In the records below, find the line with "let patch = self.git.staged_patch(&reverted)?;" and the line with "are only unstaged.". Print both exactly, along with every line between them, and no other line.

(Collected data entries)
═══

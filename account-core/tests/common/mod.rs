#![allow(dead_code)]

use account_core::config::{
    ChallengeConfig, CoreConfig, Environment, LockoutConfig, PasswordPolicy, SmtpConfig,
    TokenConfig,
};
use account_core::models::Account;
use account_core::services::{
    AccountService, EmailSender, ServiceError, SessionIssuer, SmsSender,
};
use account_core::store::postgres::DatabaseConfig;
use account_core::store::MemoryStore;
use async_trait::async_trait;
use std::sync::{Arc, Mutex};
use uuid::Uuid;

#[derive(Debug, Clone)]
pub struct SentEmail {
    pub to: String,
    pub subject: String,
    pub body: String,
}

/// Email sender that records every message for assertions.
#[derive(Default)]
pub struct RecordingMailbox {
    pub messages: Mutex<Vec<SentEmail>>,
}

impl RecordingMailbox {
    pub fn last_for(&self, to: &str) -> Option<SentEmail> {
        self.messages
            .lock()
            .unwrap()
            .iter()
            .rev()
            .find(|m| m.to == to)
            .cloned()
    }

    pub fn count(&self) -> usize {
        self.messages.lock().unwrap().len()
    }
}

#[async_trait]
impl EmailSender for RecordingMailbox {
    async fn send_email(&self, to: &str, subject: &str, body: &str) -> Result<(), ServiceError> {
        self.messages.lock().unwrap().push(SentEmail {
            to: to.to_string(),
            subject: subject.to_string(),
            body: body.to_string(),
        });
        Ok(())
    }
}

#[derive(Debug, Clone)]
pub struct SentSms {
    pub number: String,
    pub text: String,
}

/// SMS sender that records every message for assertions.
#[derive(Default)]
pub struct RecordingSmsOutbox {
    pub messages: Mutex<Vec<SentSms>>,
}

impl RecordingSmsOutbox {
    pub fn last_for(&self, number: &str) -> Option<SentSms> {
        self.messages
            .lock()
            .unwrap()
            .iter()
            .rev()
            .find(|m| m.number == number)
            .cloned()
    }
}

#[async_trait]
impl SmsSender for RecordingSmsOutbox {
    async fn send_sms(&self, number: &str, text: &str) -> Result<(), ServiceError> {
        self.messages.lock().unwrap().push(SentSms {
            number: number.to_string(),
            text: text.to_string(),
        });
        Ok(())
    }
}

/// Session issuer that records sign-in/out transitions.
#[derive(Default)]
pub struct RecordingSessions {
    pub signed_in: Mutex<Vec<Uuid>>,
    pub signed_out: Mutex<Vec<Uuid>>,
}

impl RecordingSessions {
    pub fn sign_in_count(&self) -> usize {
        self.signed_in.lock().unwrap().len()
    }

    pub fn last_signed_in(&self) -> Option<Uuid> {
        self.signed_in.lock().unwrap().last().copied()
    }
}

#[async_trait]
impl SessionIssuer for RecordingSessions {
    async fn sign_in(&self, account: &Account, _persistent: bool) -> Result<(), ServiceError> {
        self.signed_in.lock().unwrap().push(account.account_id);
        Ok(())
    }

    async fn sign_out(&self, account_id: Uuid) -> Result<(), ServiceError> {
        self.signed_out.lock().unwrap().push(account_id);
        Ok(())
    }
}

/// Deterministic config for tests; smaller budgets than the defaults to
/// keep the lockout tests short.
pub fn test_config() -> CoreConfig {
    CoreConfig {
        environment: Environment::Dev,
        service_name: "account-core-tests".to_string(),
        log_level: "debug".to_string(),
        public_base_url: "http://localhost:3000".to_string(),
        database: DatabaseConfig {
            url: "postgres://localhost/unused".to_string(),
            max_connections: 1,
            min_connections: 1,
        },
        smtp: SmtpConfig {
            host: "localhost".to_string(),
            port: 587,
            username: String::new(),
            password: String::new(),
            from_address: "no-reply@localhost".to_string(),
        },
        lockout: LockoutConfig {
            max_failed_attempts: 3,
            lockout_minutes: 15,
        },
        challenge: ChallengeConfig {
            code_length: 6,
            session_ttl_minutes: 5,
            max_attempts: 3,
            remember_device_days: 30,
        },
        tokens: TokenConfig {
            reset_ttl_minutes: 60,
            confirmation_ttl_hours: 24,
            phone_code_ttl_minutes: 10,
        },
        password_policy: PasswordPolicy::default(),
    }
}

pub struct Harness {
    pub store: Arc<MemoryStore>,
    pub mailbox: Arc<RecordingMailbox>,
    pub sms: Arc<RecordingSmsOutbox>,
    pub sessions: Arc<RecordingSessions>,
    pub service: AccountService,
}

/// Build an account service wired to the in-memory store and recording
/// collaborators.
pub fn harness() -> Harness {
    let _ = tracing_subscriber::fmt()
        .with_env_filter("debug")
        .try_init();

    let store = Arc::new(MemoryStore::new());
    let mailbox = Arc::new(RecordingMailbox::default());
    let sms = Arc::new(RecordingSmsOutbox::default());
    let sessions = Arc::new(RecordingSessions::default());

    let service = AccountService::new(
        store.clone(),
        store.clone(),
        store.clone(),
        store.clone(),
        mailbox.clone(),
        sms.clone(),
        sessions.clone(),
        test_config(),
    );

    Harness {
        store,
        mailbox,
        sms,
        sessions,
        service,
    }
}

/// Pull a query parameter value out of a link embedded in a message body.
pub fn extract_param(body: &str, name: &str) -> Option<String> {
    let marker = format!("{}=", name);
    let start = body.find(&marker)? + marker.len();
    let value: String = body[start..]
        .chars()
        .take_while(|c| c.is_ascii_alphanumeric() || *c == '-')
        .collect();
    Some(value)
}

/// Pull a short numeric code out of a "Your security code is: NNNNNN"
/// message.
pub fn extract_code(text: &str) -> Option<String> {
    let start = text.find(": ")? + 2;
    let code: String = text[start..].chars().take_while(|c| c.is_ascii_digit()).collect();
    if code.is_empty() {
        None
    } else {
        Some(code)
    }
}
//! BACstop CLI: breathalyzer-gated git hooks.

mod commands;

use std::future::Future;
use std::path::PathBuf;
use std::process;
use std::time::Duration;

use clap::{Parser, Subcommand};
use tracing_subscriber::EnvFilter;

use bacstop_policy::{parse_threshold, HookKind, Spice};
use bacstop_protocol::Bac;

use commands::device::DeviceOptions;

#[derive(Parser)]
#[command(name = "bacstop", version, about = "Breathalyzer-gated git hooks")]
struct Cli {
    /// Log debug output to stderr
    #[arg(long, short, global = true)]
    verbose: bool,

    #[command(subcommand)]
    command: Commands,
}

#[derive(clap::Args)]
struct DeviceArgs {
    /// Bluetooth address of the device (default: first device named BACtrack)
    #[arg(long)]
    address: Option<String>,
    /// Seconds of device silence before the test times out
    #[arg(long, default_value_t = 30)]
    timeout: u64,
    /// Replay a scripted test ending at this BAC instead of using Bluetooth
    #[arg(long, value_name = "BAC", value_parser = parse_threshold)]
    simulate: Option<Bac>,
}

impl DeviceArgs {
    fn options(self) -> DeviceOptions {
        DeviceOptions {
            address: self.address,
            inactivity: Duration::from_secs(self.timeout),
            simulate: self.simulate,
            pace: commands::device::SIMULATED_PACE,
        }
    }
}

#[derive(Subcommand)]
enum Commands {
    /// Take a breath test and print the result
    Test {
        #[command(flatten)]
        device: DeviceArgs,
    },
    /// Gate a git operation on a breath test (run by the installed hook)
    Check {
        /// Path to the git repository
        #[arg(long, short, default_value = ".")]
        repo: PathBuf,
        /// BAC threshold in percent, overriding .bacstop
        #[arg(long, value_parser = parse_threshold)]
        threshold: Option<Bac>,
        /// Hook being run, overriding .bacstop
        #[arg(long)]
        hook: Option<HookKind>,
        /// Suppress output
        #[arg(long, short)]
        quiet: bool,
        /// Print the report as JSON
        #[arg(long)]
        json: bool,
        #[command(flatten)]
        device: DeviceArgs,
    },
    /// Install the BACstop hook into a repository
    Install {
        /// Path to the git repository
        #[arg(long, short, default_value = ".")]
        repo: PathBuf,
        /// BAC threshold in percent
        #[arg(long, default_value = "0.00", value_parser = parse_threshold)]
        threshold: Bac,
        /// Spice level: verde, hot, diablo
        #[arg(long, short, default_value = "hot")]
        spice: Spice,
        /// Hook type: pre-commit or pre-push
        #[arg(long, default_value = "pre-push")]
        hook: HookKind,
    },
    /// Remove BACstop hooks and config from a repository
    Uninstall {
        /// Path to the git repository
        #[arg(long, short, default_value = ".")]
        repo: PathBuf,
    },
    /// Show build features and device information
    Info {
        #[command(flatten)]
        device: DeviceArgs,
    },
}

fn main() {
    let cli = Cli::parse();
    init_tracing(cli.verbose);

    match run(cli) {
        Ok(code) => process::exit(code),
        Err(e) => {
            eprintln!("error: {e:#}");
            process::exit(commands::EXIT_ERROR);
        }
    }
}

fn init_tracing(verbose: bool) {
    let filter = if verbose {
        EnvFilter::new("debug")
    } else {
        EnvFilter::try_from_default_env().unwrap_or_else(|_| EnvFilter::new("warn"))
    };
    tracing_subscriber::fmt()
        .with_env_filter(filter)
        .with_writer(std::io::stderr)
        .with_target(false)
        .init();
}

fn run(cli: Cli) -> anyhow::Result<i32> {
    match cli.command {
        Commands::Test { device } => block_on(commands::test::run(&device.options())),

        Commands::Check {
            repo,
            threshold,
            hook,
            quiet,
            json,
            device,
        } => block_on(commands::check::run(
            &repo,
            threshold,
            hook,
            quiet,
            json,
            &device.options(),
        )),

        Commands::Install {
            repo,
            threshold,
            spice,
            hook,
        } => {
            let config = bacstop_policy::PolicyConfig {
                threshold,
                spice,
                hook,
            };
            commands::install::run(&repo, &config)?;
            Ok(commands::EXIT_OK)
        }

        Commands::Uninstall { repo } => {
            commands::uninstall::run(&repo)?;
            Ok(commands::EXIT_OK)
        }

        Commands::Info { device } => block_on(commands::info::run(&device.options())),
    }
}

fn block_on<T>(future: impl Future<Output = anyhow::Result<T>>) -> anyhow::Result<T> {
    let runtime = tokio::runtime::Runtime::new()?;
    runtime.block_on(future)
}
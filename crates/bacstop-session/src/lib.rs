//! Device session for BACtrack breath tests.
//!
//! Owns the link to the device, runs the connect → subscribe → start →
//! notify exchange, and turns it into a progress stream plus one terminal
//! [`Outcome`](bacstop_protocol::Outcome).
//!
//! ## Modules
//!
//! - [`transport`]: the `Transport` seam and protocol constants
//! - [`session`]: `DeviceSession`, `Attempt`, `run_attempt`
//! - [`scripted`]: replayable in-memory transport
//! - `ble`: btleplug transport (feature `ble`)

#[cfg(feature = "ble")]
pub mod ble;
pub mod error;
pub mod scripted;
pub mod session;
pub mod transport;

/// Whether this build can talk to real Bluetooth hardware.
pub const BLE_AVAILABLE: bool = cfg!(feature = "ble");

#[cfg(feature = "ble")]
pub use ble::BleTransport;
pub use error::{SessionError, TransportError};
pub use scripted::{Call, CallLog, ScriptedTransport};
pub use session::{
    run_attempt, Attempt, DeviceSession, ProgressStream, SessionParams, DEFAULT_INACTIVITY_WINDOW,
};
pub use transport::{
    Notifications, Transport, CHARACTERISTIC_UUID, DEVICE_NAME_HINT, SERVICE_UUID,
    START_TEST_COMMAND,
};
//! BACtrack breathalyzer protocol.
//!
//! Decodes the fixed-shape notification frames a BACtrack device emits during
//! a breath test and sequences them into a single terminal [`Outcome`].
//!
//! ## Modules
//!
//! - [`bac`]: exact 4-decimal BAC percentages
//! - [`frame`]: frame shapes, prefix table, and the decoder
//! - [`event`]: decoded test events
//! - [`machine`]: the breath-test state machine

pub mod bac;
pub mod event;
pub mod frame;
pub mod machine;

pub use bac::{Bac, BacError};
pub use event::TestEvent;
pub use frame::{decode, DecodeError, Frame, StatusKind};
pub use machine::{FailureReason, Input, Outcome, Phase, Step, TestStateMachine};
//! Carries out a policy [`Decision`] against a git working tree.

use std::fmt;
use std::path::{Path, PathBuf};

use serde::Serialize;
use tracing::{error, info, warn};

use bacstop_policy::{Decision, HookKind, PolicyConfig};

use crate::error::Result;
use crate::git::{Git, StagedChange};

/// Which side effect was carried out.
#[derive(Debug, Clone, Copy, PartialEq, Eq, Hash, Serialize)]
#[serde(rename_all = "snake_case")]
pub enum ActionKind {
    NoAction,
    /// Staged changes reversed in the index and working copy.
    RestoredStagedFiles,
    /// Branch reset to its upstream, dropping unpushed commits.
    HardResetToUpstream,
}

impl fmt::Display for ActionKind {
    fn fmt(&self, f: &mut fmt::Formatter<'_>) -> fmt::Result {
        f.write_str(match self {
            ActionKind::NoAction => "no action",
            ActionKind::RestoredStagedFiles => "restored staged files",
            ActionKind::HardResetToUpstream => "hard reset to upstream",
        })
    }
}

/// Report of one [`RepositoryActuator::apply`] call.
///
/// `executed` names the action that was attempted; `succeeded` tells whether
/// it completed.
#[derive(Debug, Clone, PartialEq, Eq, Serialize)]
pub struct ActionResult {
    pub executed: ActionKind,
    pub succeeded: bool,
    pub detail: String,
}

impl ActionResult {
    fn done(executed: ActionKind, detail: impl Into<String>) -> Self {
        Self {
            executed,
            succeeded: true,
            detail: detail.into(),
        }
    }

    fn failed(executed: ActionKind, detail: impl Into<String>) -> Self {
        Self {
            executed,
            succeeded: false,
            detail: detail.into(),
        }
    }
}

/// Applies decisions to one working tree.
///
/// The caller, normally a git hook, is expected to hold the tree exclusively
/// while `apply` runs.
#[derive(Debug, Clone)]
pub struct RepositoryActuator {
    git: Git,
}

impl RepositoryActuator {
    pub fn new(workdir: impl Into<PathBuf>) -> Self {
        Self {
            git: Git::new(workdir),
        }
    }

    pub fn workdir(&self) -> &Path {
        self.git.workdir()
    }

    /// Carry out `decision`. Never panics and never retries; git failures come
    /// back as `succeeded: false`.
    pub fn apply(&self, decision: Decision, config: &PolicyConfig) -> ActionResult {
        match decision {
            Decision::Allow => ActionResult::done(ActionKind::NoAction, "operation allowed"),
            Decision::Block => ActionResult::done(ActionKind::NoAction, "operation blocked"),
            Decision::Destroy => {
                let (kind, attempt) = match config.hook {
                    HookKind::PreCommit => {
                        (ActionKind::RestoredStagedFiles, self.restore_staged())
                    }
                    HookKind::PrePush => {
                        (ActionKind::HardResetToUpstream, self.reset_to_upstream())
                    }
                };
                attempt.unwrap_or_else(|e| {
                    error!(action = %kind, error = %e, "destructive action failed");
                    ActionResult::failed(kind, e.to_string())
                })
            }
        }
    }

    fn restore_staged(&self) -> Result<ActionResult> {
        let kind = ActionKind::RestoredStagedFiles;
        let staged = self.git.staged_changes()?;
        if staged.is_empty() {
            info!("nothing staged, nothing to restore");
            return Ok(ActionResult::done(kind, "nothing staged"));
        }

        let unstaged = self.git.unstaged_paths()?;
        let (reverted, kept): (Vec<_>, Vec<_>) = staged
            .iter()
            .partition(|c| self.worktree_carries_staged(c, &unstaged));
        let reverted: Vec<&str> = reverted.iter().map(|c| c.path.as_str()).collect();
        let kept: Vec<&str> = kept.iter().map(|c| c.path.as_str()).collect();
        let all: Vec<&str> = staged.iter().map(|c| c.path.as_str()).collect();

        warn!(
            workdir = %self.workdir().display(),
            ?reverted,
            unstaged_only = ?kept,
            "destroying staged changes"
        );
        if !reverted.is_empty() {
            let patch = self.git.staged_patch(&reverted)?;
            self.git.reverse_apply(&patch)?;
        }
        if self.git.has_head()? {
            self.git.run_with_paths(&["reset", "-q"], &all)?;
        } else {
            self.git.run_with_paths(&["rm", "-q", "--cached", "-f"], &all)?;
        }

        Ok(ActionResult::done(
            kind,
            format!(
                "reverted {} staged path(s), only unstaged {} path(s)",
                reverted.len(),
                kept.len()
            ),
        ))
    }

    /// Whether the working copy of `change` still holds the staged side of
    /// the change, so the staged delta can be reversed there. Paths that fail
    /// this are only unstaged.
    fn worktree_carries_staged(&self, change: &StagedChange, unstaged: &[String]) -> bool {
        let on_disk = self.workdir().join(&change.path).symlink_metadata().is_ok();
        if change.is_unmerged() {
            false
        } else if change.is_deletion() {
            !on_disk
        } else if change.is_addition() {
            on_disk && !unstaged.contains(&change.path)
        } else {
            on_disk
        }
    }

    fn reset_to_upstream(&self) -> Result<ActionResult> {
        let kind = ActionKind::HardResetToUpstream;
        let Some(upstream) = self.git.upstream()? else {
            warn!(workdir = %self.workdir().display(), "no upstream configured, cannot reset");
            return Ok(ActionResult::failed(
                kind,
                "no upstream configured for the current branch",
            ));
        };

        let previous = self.git.short_rev("HEAD")?;
        warn!(
            workdir = %self.workdir().display(),
            %upstream,
            %previous,
            "hard reset to upstream"
        );
        self.git.run(&["reset", "-q", "--hard", &upstream])?;

        Ok(ActionResult::done(
            kind,
            format!("reset to {upstream} (was {previous})"),
        ))
    }
}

═══

**Written solution**.
            let patch = self.git.staged_patch(&reverted)?;
            self.git.reverse_apply(&patch)?;
        }
        if self.git.has_head()? {
            self.git.run_with_paths(&["reset", "-q"], &all)?;
        } else {
            self.git.run_with_paths(&["rm", "-q", "--cached", "-f"], &all)?;
        }

        Ok(ActionResult::done(
            kind,
            format!(
                "reverted {} staged path(s), only unstaged {} path(s)",
                reverted.len(),
                kept.len()
            ),
        ))
    }

    /// Whether the working copy of `change` still holds the staged side of
    /// the change, so the staged delta can be reversed there. Paths that fail
    /// this are only unstaged.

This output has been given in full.